MOMO is a leading mobile pan-entertainment social platform in China. It leverages Alluxio with Spark SQL to Speed Up Ad-hoc Analysis
Myntra is a leading Indian fashion e-commerce marketplace company focused on a mobile app business model wherein customers can buy and transact in their site through smartphones. Myntra adds Alluxio to its data processing pipeline, and it is able to improve the customer experience, as well as reduce the time needed to generate actionable business intelligence from the data. Alluxio is a critical component of this architecture and the Myntra team has contributed to Alluxio open source by documenting how to use Alluxio with Azure blob store for other users.
Nvidia leverages Alluxio as part of its GPU-accelerated data analytics framework to manage different storage systems, and provide a quick and easy access to information within various data lakes.
Oracle's Big Data File System is based on Alluxio, and it is designed to accelerate data access for data pipelines with features that significantly improve the runtime performance of Spark applications. BDFS accelerates data access to and from Oracle Cloud Infrastructure Object Storage Classic by providing an active caching layer.
PerceptIn designed and implemented a cloud architecture using Alluxio that manages enormous amount of incoming data in different storage systems with high throughput and low latency.
Qunar leverages Alluxio in product to boost the performance of real-time data analytics, resulting in 15x speedup on average. In addition, it uses Alluxio's unified namespace to enables different applications and frameworks to easily interact with the data from different storage systems.

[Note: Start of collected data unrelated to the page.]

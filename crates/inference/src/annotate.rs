use crate::processing::post::Detection;
use image::{Rgb, RgbImage};
use imageproc::{drawing::draw_hollow_rect_mut, rect::Rect};

/// Box colours cycled by class id.
const PALETTE: [[u8; 3]; 20] = [
    [255, 56, 56],
    [255, 157, 151],
    [255, 112, 31],
    [255, 178, 29],
    [207, 210, 49],
    [72, 249, 10],
    [146, 204, 23],
    [61, 219, 134],
    [26, 147, 52],
    [0, 212, 187],
    [44, 153, 168],
    [0, 194, 255],
    [52, 69, 147],
    [100, 115, 255],
    [0, 24, 236],
    [132, 56, 255],
    [82, 0, 133],
    [203, 56, 255],
    [255, 149, 200],
    [255, 55, 199],
];

const MIN_LINE_WIDTH: u32 = 2;

/// Draws detection boxes onto the source image.
#[derive(Debug, Default, Clone, Copy)]
pub struct Annotator;

impl Annotator {
    pub fn color_for(class_id: u32) -> Rgb<u8> {
        Rgb(PALETTE[class_id as usize % PALETTE.len()])
    }

    /// Line width scales with the image, roughly 0.3% of the mean side.
    fn line_width(image: &RgbImage) -> u32 {
        let mean_side = (image.width() + image.height()) as f32 / 2.0;
        ((mean_side * 0.003).round() as u32).max(MIN_LINE_WIDTH)
    }

    pub fn annotate(&self, image: &mut RgbImage, detections: &[Detection]) {
        let line_width = Self::line_width(image);

        for det in detections {
            let color = Self::color_for(det.class_id);

            let x = det.x1.floor() as i32;
            let y = det.y1.floor() as i32;
            let w = (det.x2.ceil() - det.x1.floor()) as i32;
            let h = (det.y2.ceil() - det.y1.floor()) as i32;

            for t in 0..line_width as i32 {
                let (rw, rh) = (w - 2 * t, h - 2 * t);
                if rw <= 0 || rh <= 0 {
                    break;
                }
                let rect = Rect::at(x + t, y + t).of_size(rw as u32, rh as u32);
                draw_hollow_rect_mut(image, rect, color);
            }
        }
    }
}

#[cfg(test)]
mod tests {
    use super::*;

    fn detection(x1: f32, y1: f32, x2: f32, y2: f32, class_id: u32) -> Detection {
        Detection {
            x1,
            y1,
            x2,
            y2,
            confidence: 0.9,
            class_id,
        }
    }

    #[test]
    fn test_annotate_draws_box_edges_only() {
        let mut image = RgbImage::new(100, 100);
        Annotator.annotate(&mut image, &[detection(10.0, 10.0, 60.0, 60.0, 0)]);

        let color = Annotator::color_for(0);
        assert_eq!(*image.get_pixel(10, 10), color, "top-left corner");
        assert_eq!(*image.get_pixel(30, 10), color, "top edge");
        assert_eq!(*image.get_pixel(10, 30), color, "left edge");
        assert_eq!(*image.get_pixel(30, 30), Rgb([0, 0, 0]), "interior untouched");
        assert_eq!(*image.get_pixel(80, 80), Rgb([0, 0, 0]), "outside untouched");
    }

    #[test]
    fn test_palette_cycles_by_class() {
        assert_eq!(Annotator::color_for(0), Annotator::color_for(20));
        assert_ne!(Annotator::color_for(0), Annotator::color_for(1));
    }

    #[test]
    fn test_tiny_and_edge_boxes_do_not_panic() {
        let mut image = RgbImage::new(16, 16);
        Annotator.annotate(
            &mut image,
            &[
                detection(0.0, 0.0, 16.0, 16.0, 3),
                detection(5.0, 5.0, 5.5, 5.5, 4),
            ],
        );
        assert_eq!(*image.get_pixel(0, 0), Annotator::color_for(3));
    }
}
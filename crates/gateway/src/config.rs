use common::{Environment, config::env_or};
use inference::InferenceConfig;
use std::{
    env,
    net::{Ipv4Addr, SocketAddr},
    path::PathBuf,
    time::Duration,
};

pub const DEFAULT_PORT: u16 = 5000;
pub const DEFAULT_MAX_UPLOAD_BYTES: usize = 16 * 1024 * 1024;
pub const DEFAULT_DETECTION_TIMEOUT_SECS: u64 = 60;

/// How the annotated image travels back to the client.
#[derive(Debug, Clone, Copy, PartialEq, Eq, Default)]
pub enum ImageDelivery {
    /// Base64 data URI embedded in the predict response.
    #[default]
    Inline,
    /// Relative URL under `/api/results`, served from the results directory.
    Url,
}

impl ImageDelivery {
    pub fn as_str(&self) -> &'static str {
        match self {
            ImageDelivery::Inline => "inline",
            ImageDelivery::Url => "url",
        }
    }
}

impl TryFrom<String> for ImageDelivery {
    type Error = String;

    fn try_from(s: String) -> Result<Self, Self::Error> {
        match s.trim().to_lowercase().as_str() {
            "inline" => Ok(Self::Inline),
            "url" => Ok(Self::Url),
            other => Err(format!(
                "{} is not a supported image delivery. Use either `inline` or `url`.",
                other
            )),
        }
    }
}

#[derive(Debug, Clone)]
pub struct GatewayConfig {
    pub environment: Environment,
    pub port: u16,
    pub upload_dir: PathBuf,
    pub results_dir: PathBuf,
    pub image_delivery: ImageDelivery,
    pub max_upload_bytes: usize,
    pub detection_timeout: Duration,
    pub otel_endpoint: Option<String>,
    pub inference: InferenceConfig,
}

impl GatewayConfig {
    /// Load configuration from environment variables with sensible defaults.
    pub fn from_env() -> anyhow::Result<Self> {
        let image_delivery = match env::var("IMAGE_DELIVERY") {
            Ok(value) => ImageDelivery::try_from(value).map_err(anyhow::Error::msg)?,
            Err(_) => ImageDelivery::default(),
        };

        let otel_endpoint = env::var("OTEL_EXPORTER_OTLP_ENDPOINT")
            .ok()
            .filter(|s| !s.trim().is_empty());

        Ok(Self {
            environment: Environment::from_env(),
            port: env_or("PORT", DEFAULT_PORT),
            upload_dir: env_or("UPLOAD_DIR", PathBuf::from("uploads")),
            results_dir: env_or("RESULTS_DIR", PathBuf::from("results")),
            image_delivery,
            max_upload_bytes: env_or("MAX_UPLOAD_BYTES", DEFAULT_MAX_UPLOAD_BYTES),
            detection_timeout: Duration::from_secs(env_or(
                "DETECTION_TIMEOUT_SECS",
                DEFAULT_DETECTION_TIMEOUT_SECS,
            )),
            otel_endpoint,
            inference: InferenceConfig::from_env(),
        })
    }

    pub fn bind_addr(&self) -> SocketAddr {
        SocketAddr::from((Ipv4Addr::UNSPECIFIED, self.port))
    }
}

impl Default for GatewayConfig {
    fn default() -> Self {
        Self {
            environment: Environment::Development,
            port: DEFAULT_PORT,
            upload_dir: PathBuf::from("uploads"),
            results_dir: PathBuf::from("results"),
            image_delivery: ImageDelivery::Inline,
            max_upload_bytes: DEFAULT_MAX_UPLOAD_BYTES,
            detection_timeout: Duration::from_secs(DEFAULT_DETECTION_TIMEOUT_SECS),
            otel_endpoint: None,
            inference: InferenceConfig::default(),
        }
    }
}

Samsung uses Alluxio with different storage media available in systems including NVME SSDs while providing in‐line performance consistent with the speed of the underlying storage media.
SF Express (Group) Co., Ltd. is one of the two leading couriers in China, and provides domestic and international express delivery solutions to a wide array of customers. SF Express leverages Alluxio as data acceleration module for Spark, and it uses pinning feature from Alluxio to pin their critical transaction data in memory. As a result, they decrease the query completion time from multiple tens of seconds to sub ten seconds.
Suning is one of the largest non-government retailers in China. It uses Alluxio to unify storage systems and manage multiple HDFS clusters.
TalkingData is China’s largest data broker covering more than 600 million smart devices on a monthly basis. TalkingData leverages Alluxio as a single platform to manage all the data across disparate data sources on premise and in the cloud, removing the complexity of the big data environment by masking the different data sources and providing a unified interface.
Tencent is one of the largest technology companies in the world and a leader in multiple sectors such as social networking, gaming, e-commerce, mobile and web portal. Tencent News leverages Alluxio with Apache Spark to create a scalable, robust, and performant architecture to provide the best experience to more than 100 million monthly active users of Tencent News.
Vipshop is a leading online retailer in China. In a data-driven industry such as online retail, achieving timely insights through real-time data analytics is key to boosting sales and keeping customers happy. Vipshop processes and analyzes petabytes of data with advanced machine learning and analytics methods to answer complex questions such as how users are behaving, why a purchase was made, and what ads and recommendations are most effective. With Alluxio, Vipshop can access, store, and manage data across disparate storage systems on premise and in the cloud at memory speed.
Wells Fargo uses Alluxio in their data preparation and data exploration pipeline where data is merged based on context and analytical needs. Alluxio helps accelerate the large dataset for Spark, which otherwise would take dozens of minutes to load per each iteration. With Alluxio, data is loaded once and can be served from memory for the subsequent accesses. By using Alluxio, Wells Fargo saves hours in workload processing time.